Il est essentiel de fournir une interaction de qualité en matière de soins pour instaurer la confiance auprès des patients autochtones et de leur communauté. Les actes de racisme dans les soins de santé ne peuvent plus être ignorés. Le racisme se traduit par la négligence des patients, le maintien de stéréotypes et d’hypothèses, l’agression interpersonnelle directe et les mauvais traitements. Il se manifeste également à travers les structures de soins de santé qui délimitent qui obtient quel service, comment il est fourni et la qualité de ce service en fonction de l’identité autochtone. Les prestataires de soins rhumatologiques sont généralement favorables aux approches culturelles visant à favoriser la santé et le bien-être, mais ils hésitent quant à leur rôle dans la gestion de l’activité de la maladie. En quoi cela peut-il être différent? Une première étape importante consiste à s’informer sur l’histoire de la colonisation au Canada et sur les pertes profondément troublantes et douloureuses subies par la population autochtone. Dans le cadre des soins rhumatologiques, il est prioritaire de créer un lien avec le patient avant de passer à la raison de sa visite. Apprenez d’abord à le connaître, partagez une partie de votre identité et soyez respectueux afin d’établir la confiance. Accordez le temps nécessaire à la compréhension de la réalité du patient, à la prise de décision et au suivi des engagements que vous prenez dans le cadre de l’interaction de soins. Faites de cette norme une attente envers votre personnel de bureau, de vos collègues et de vos stagiaires.

Quel rôle jouent les approches autochtones de la médecine et du bien-être dans le traitement de l’arthrite au sein des collectivités autochtones?

Le traitement de l’arthrite chez les patients autochtones ne se limite pas aux médicaments ou aux modalités physiques, ni à une approche individuelle.
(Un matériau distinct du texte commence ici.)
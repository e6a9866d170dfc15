//! In-process mock upstreams served with axum on an ephemeral port.

#![allow(dead_code)]

use std::net::SocketAddr;
use std::sync::atomic::{AtomicUsize, Ordering};
use std::sync::Arc;
use std::time::Duration;

use axum::extract::{Path, State};
use axum::http::{header, StatusCode};
use axum::response::{IntoResponse, Response};
use axum::routing::get;
use axum::Router;

pub const BRASILAPI_MONTES_CLAROS: &str = r#"{"cep":"39408078","state":"MG","city":"Montes Claros","neighborhood":"Ibituruna","street":"Avenida Herlindo Silveira","service":"open-cep"}"#;

pub const VIACEP_MONTES_CLAROS: &str = r#"{"cep":"39408-078","logradouro":"Avenida Herlindo Silveira","complemento":"","unidade":"","bairro":"Ibituruna","localidade":"Montes Claros","uf":"MG","estado":"Minas Gerais","regiao":"Sudeste","ibge":"3143302","gia":"","ddd":"38","siafi":"4865"}"#;

pub const VIACEP_NOT_FOUND: &str = r#"{"erro": "true"}"#;

/// Canned answer of one mock upstream.
#[derive(Clone)]
pub struct Upstream {
    pub status: StatusCode,
    pub body: String,
    pub delay: Duration,
}

impl Upstream {
    pub fn ok(body: &str) -> Self {
        Self {
            status: StatusCode::OK,
            body: body.to_string(),
            delay: Duration::ZERO,
        }
    }

    pub fn status(status: u16) -> Self {
        Self {
            status: StatusCode::from_u16(status).unwrap(),
            body: String::new(),
            delay: Duration::ZERO,
        }
    }

    pub fn after(mut self, delay: Duration) -> Self {
        self.delay = delay;
        self
    }
}

#[derive(Clone)]
struct MockState {
    brasilapi: Upstream,
    viacep: Upstream,
    hits: Arc<AtomicUsize>,
}

pub struct MockServer {
    pub addr: SocketAddr,
    hits: Arc<AtomicUsize>,
}

impl MockServer {
    pub async fn start(brasilapi: Upstream, viacep: Upstream) -> Self {
        let hits = Arc::new(AtomicUsize::new(0));
        let state = MockState {
            brasilapi,
            viacep,
            hits: Arc::clone(&hits),
        };

        let app = Router::new()
            .route("/:service/:cep", get(respond))
            .with_state(state);

        let listener = tokio::net::TcpListener::bind("127.0.0.1:0").await.unwrap();
        let addr = listener.local_addr().unwrap();
        tokio::spawn(async move {
            axum::serve(listener, app).await.unwrap();
        });

        Self { addr, hits }
    }

    pub fn brasilapi_url(&self) -> String {
        format!("http://{}/brasilapi/{{{{cep}}}}", self.addr)
    }

    pub fn viacep_url(&self) -> String {
        format!("http://{}/viacep/{{{{cep}}}}", self.addr)
    }

    /// Requests received so far.
    pub fn hits(&self) -> usize {
        self.hits.load(Ordering::SeqCst)
    }
}

async fn respond(
    State(state): State<MockState>,
    Path((service, _cep)): Path<(String, String)>,
) -> Response {
    state.hits.fetch_add(1, Ordering::SeqCst);
    let upstream = if service == "brasilapi" {
        &state.brasilapi
    } else {
        &state.viacep
    };
    tokio::time::sleep(upstream.delay).await;
    (
        upstream.status,
        [(header::CONTENT_TYPE, "application/json")],
        upstream.body.clone(),
    )
        .into_response()
}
La santé globale – émotionnelle, spirituelle, mentale, tant pour la famille que pour la communauté – est une approche dans la gestion de l’arthrite. Le lien avec la terre et la collectivité, la participation à des activités et à des cérémonies traditionnelles, l’offre et l’apport de soutien par les pairs, la rencontre avec les aînés et l’utilisation de thérapies traditionnelles complètent et bonifient l’approche globale pour améliorer les symptômes de l’arthrite.

Au sujet de l’œuvre d’art :

12 po x 12 po, Titre : bimaadiziwin ©Art d’Annette Sullivan; maaskowishiiw fleur (2021)

Annette Sullivan, artiste

(maaskowishiiw fleur)

Annette Sullivan est une artiste professionnelle autochtone aux héritages Métis et des Premières Nations. Ses œuvres d’art colorées dépeignent les histoires de ses ancêtres.

Sa famille fait partie de la communauté métisse historique Mushrat de la rivière Sainte-Claire. « Muskrat » décrit le nom de la tribu, le langage et le peuple, dont les ancêtres explorateurs canadiens-français ont pratiqué le commerce de la fourrure le long des voies navigables et des affluents des Grands Lacs. Ces hommes ont épousé des femmes autochtones et les unions ont engendré une culture unique en son genre connue sous le nom de culture métis. Elle possède son propre style de musique, d’art, de danse, d’habillement, de nourriture et de spiritualité.